Therefore I posit that the "angel" theory is in many ways correct, as Enoch Root is almost an idea, you could argue, encoded in exposure to various ideas. He is a 'root' memory, something in certain families' heads, that is triggered by exposure to certain stimuli. (this explains the genetics, why he doesn't age etc....)

That's the basics of a bigger idea I have about it, but I think it's far as I am gonna go with that one.

In relation to the doctor who thing...enoch is a very doctorish character, and I'm pretty certain NS would be familiar with DW (i think he may even have written something about it somewhere) but that's not a theory. Although the DW concept of "Blinovitchs limitation" effect describes about massive releases of energy if time travelers meet and specifically touch their former/future selves. Which may explain the no-nos to time travelers in the other book. That and the fact that possibly the characters are pivotal to human evolution, or indeed the creation of time travel, and as such temporal interference may result in a grandfather or other such paradox. That or they aren't real, and should be avoided by time travelers because they don't exist. Thereby avoiding disappointment.

2)the only other fiddly theory. Enoch Root is Merlin, or temporally anomalous, aging backwards, or experiences effect before cause. He would therefore logically have a bizarre effect on space time, largely due to his own nature with time. He could heal people by changing cause after seeing effect for example, and even create the illusion of his own death.

My final theory is a small contribution, and is merely that Root perks up Amy Shaftoe's own will to live by informing her that she is pregnant. Since given the women in the books tendency towards getting knocked up at opportune moments by members of the associated family (Rudy's line dies with him since he is gay and unlikely to have fathered a child) it is possible that she was feeling weird and sick because of that, and didn't put two and two together. After all, it was an imperial pint of Randy's genetic material that she...um.....internalized, in the car.

anyway, enough rambling, let me know.

oh...and i can confirm the "time enough for love" reference. it also includes a line to the effect of "men and women are the same height laying down" which wouldn't be out of place on Bobby Shaftoe's lips.

Dan Zabell notes

I'm re-reading _Cryptonomicon_ before I finally take the Baroque Cycle plunge. . .after checking out your string, metaweb, and a few other links, it seems like 'Nomicon is a retelling of the Flood story. There's a mountain holding a vessel, which contains the seeds for preventing mass destruction. Maybe it's a stretch, I dunno. It's just that the Enoch-as-ancestor-of-Noah connection seems too strong. It's like _Snow Crash_, where people learn how to hack the brain with pre-Babel language. Is this an example of a recurring theme in Neal Stephenson's books, where technology and reason allow us to more closely achieve the mythical, magical, and divine? I think I posited more questions than answers.

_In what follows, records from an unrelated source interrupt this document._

use async_trait::async_trait;
use std::collections::{HashMap, HashSet};
use std::sync::Arc;
use tokio::sync::{mpsc, RwLock};

use shooter::websockets::ConnectionManager;

// ============================================================================
// Mock Infrastructure
// ============================================================================

/// Records every frame that would have been written to each connection
#[derive(Clone, Default)]
pub struct MockConnectionManager {
    sent_messages: Arc<RwLock<HashMap<String, Vec<String>>>>,
    groups: Arc<RwLock<HashMap<String, HashSet<String>>>>,
}

#[allow(dead_code)]
impl MockConnectionManager {
    pub fn new() -> Self {
        Self::default()
    }

    pub async fn get_messages_for(&self, connection_id: &str) -> Vec<String> {
        self.sent_messages
            .read()
            .await
            .get(connection_id)
            .cloned()
            .unwrap_or_default()
    }

    /// Pops the oldest message queued for a connection
    pub async fn consume_message_for(&self, connection_id: &str) -> Option<String> {
        let mut sent = self.sent_messages.write().await;
        let queue = sent.get_mut(connection_id)?;
        if queue.is_empty() {
            None
        } else {
            Some(queue.remove(0))
        }
    }

    pub async fn clear_messages(&self) {
        self.sent_messages.write().await.clear();
    }

    pub async fn is_in_group(&self, room_id: &str, connection_id: &str) -> bool {
        self.groups
            .read()
            .await
            .get(room_id)
            .is_some_and(|members| members.contains(connection_id))
    }
}

#[async_trait]
impl ConnectionManager for MockConnectionManager {
    async fn add_connection(&self, _connection_id: String, _sender: mpsc::UnboundedSender<String>) {}

    async fn remove_connection(&self, connection_id: &str) {
        let mut groups = self.groups.write().await;
        for members in groups.values_mut() {
            members.remove(connection_id);
        }
    }

    async fn send_to_connection(&self, connection_id: &str, message: &str) {
        self.sent_messages
            .write()
            .await
            .entry(connection_id.to_string())
            .or_default()
            .push(message.to_string());
    }

    async fn join_group(&self, room_id: &str, connection_id: &str) {
        self.groups
            .write()
            .await
            .entry(room_id.to_string())
            .or_default()
            .insert(connection_id.to_string());
    }

    async fn leave_group(&self, room_id: &str, connection_id: &str) {
        if let Some(members) = self.groups.write().await.get_mut(room_id) {
            members.remove(connection_id);
        }
    }

    async fn broadcast_to_group(&self, room_id: &str, message: &str) {
        let members: Vec<String> = self
            .groups
            .read()
            .await
            .get(room_id)
            .map(|members| members.iter().cloned().collect())
            .unwrap_or_default();

        for connection_id in members {
            self.send_to_connection(&connection_id, message).await;
        }
    }
}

Michael Sullivan doesn't believe Enoch is a time traveller:

I thought I would note the following: the notion that Enoch is a time traveller is an interesting one, but it doesn't seem to fit Stephenson's MO to me. Same for the robot theory. These seem like the obvious options that would occur to Sci-Fi fans, but time travel and robots are two gimmicks that just don't mesh well with Stephenson's work, in my opinion. I suspect and hope that the real solution, whenever it's presented, will turn out to be more unexpected and more interesting.

A couple things that seem to discountenance the theories: as for time travel, a number of places in the corpus seem to imply that Enoch doesn't know how things are going to turn out. He has his own ends and wields his influence in purposeful ways--ends and ways that may be more clear to us than to the other characters--but doesn't seem to have advance knowledge of what will happen. This seems to be true, for instance, in the scene where he discovers the child Newton: both in the conversation with Newton's ward, in which he discusses the new intellectual movement he anticipates (where he seems to see the signs of rising quicksilver before anyone else, without knowing exactly what coming changes it will bring), and as regards Newton himself, in whom he recognizes potential without any clue that he knows who or what Newton will be specifically. A possible counter-example: how does Enoch know that Meteore is coming to assassinate William of Orange? I don't recall now if an explanation about that was given.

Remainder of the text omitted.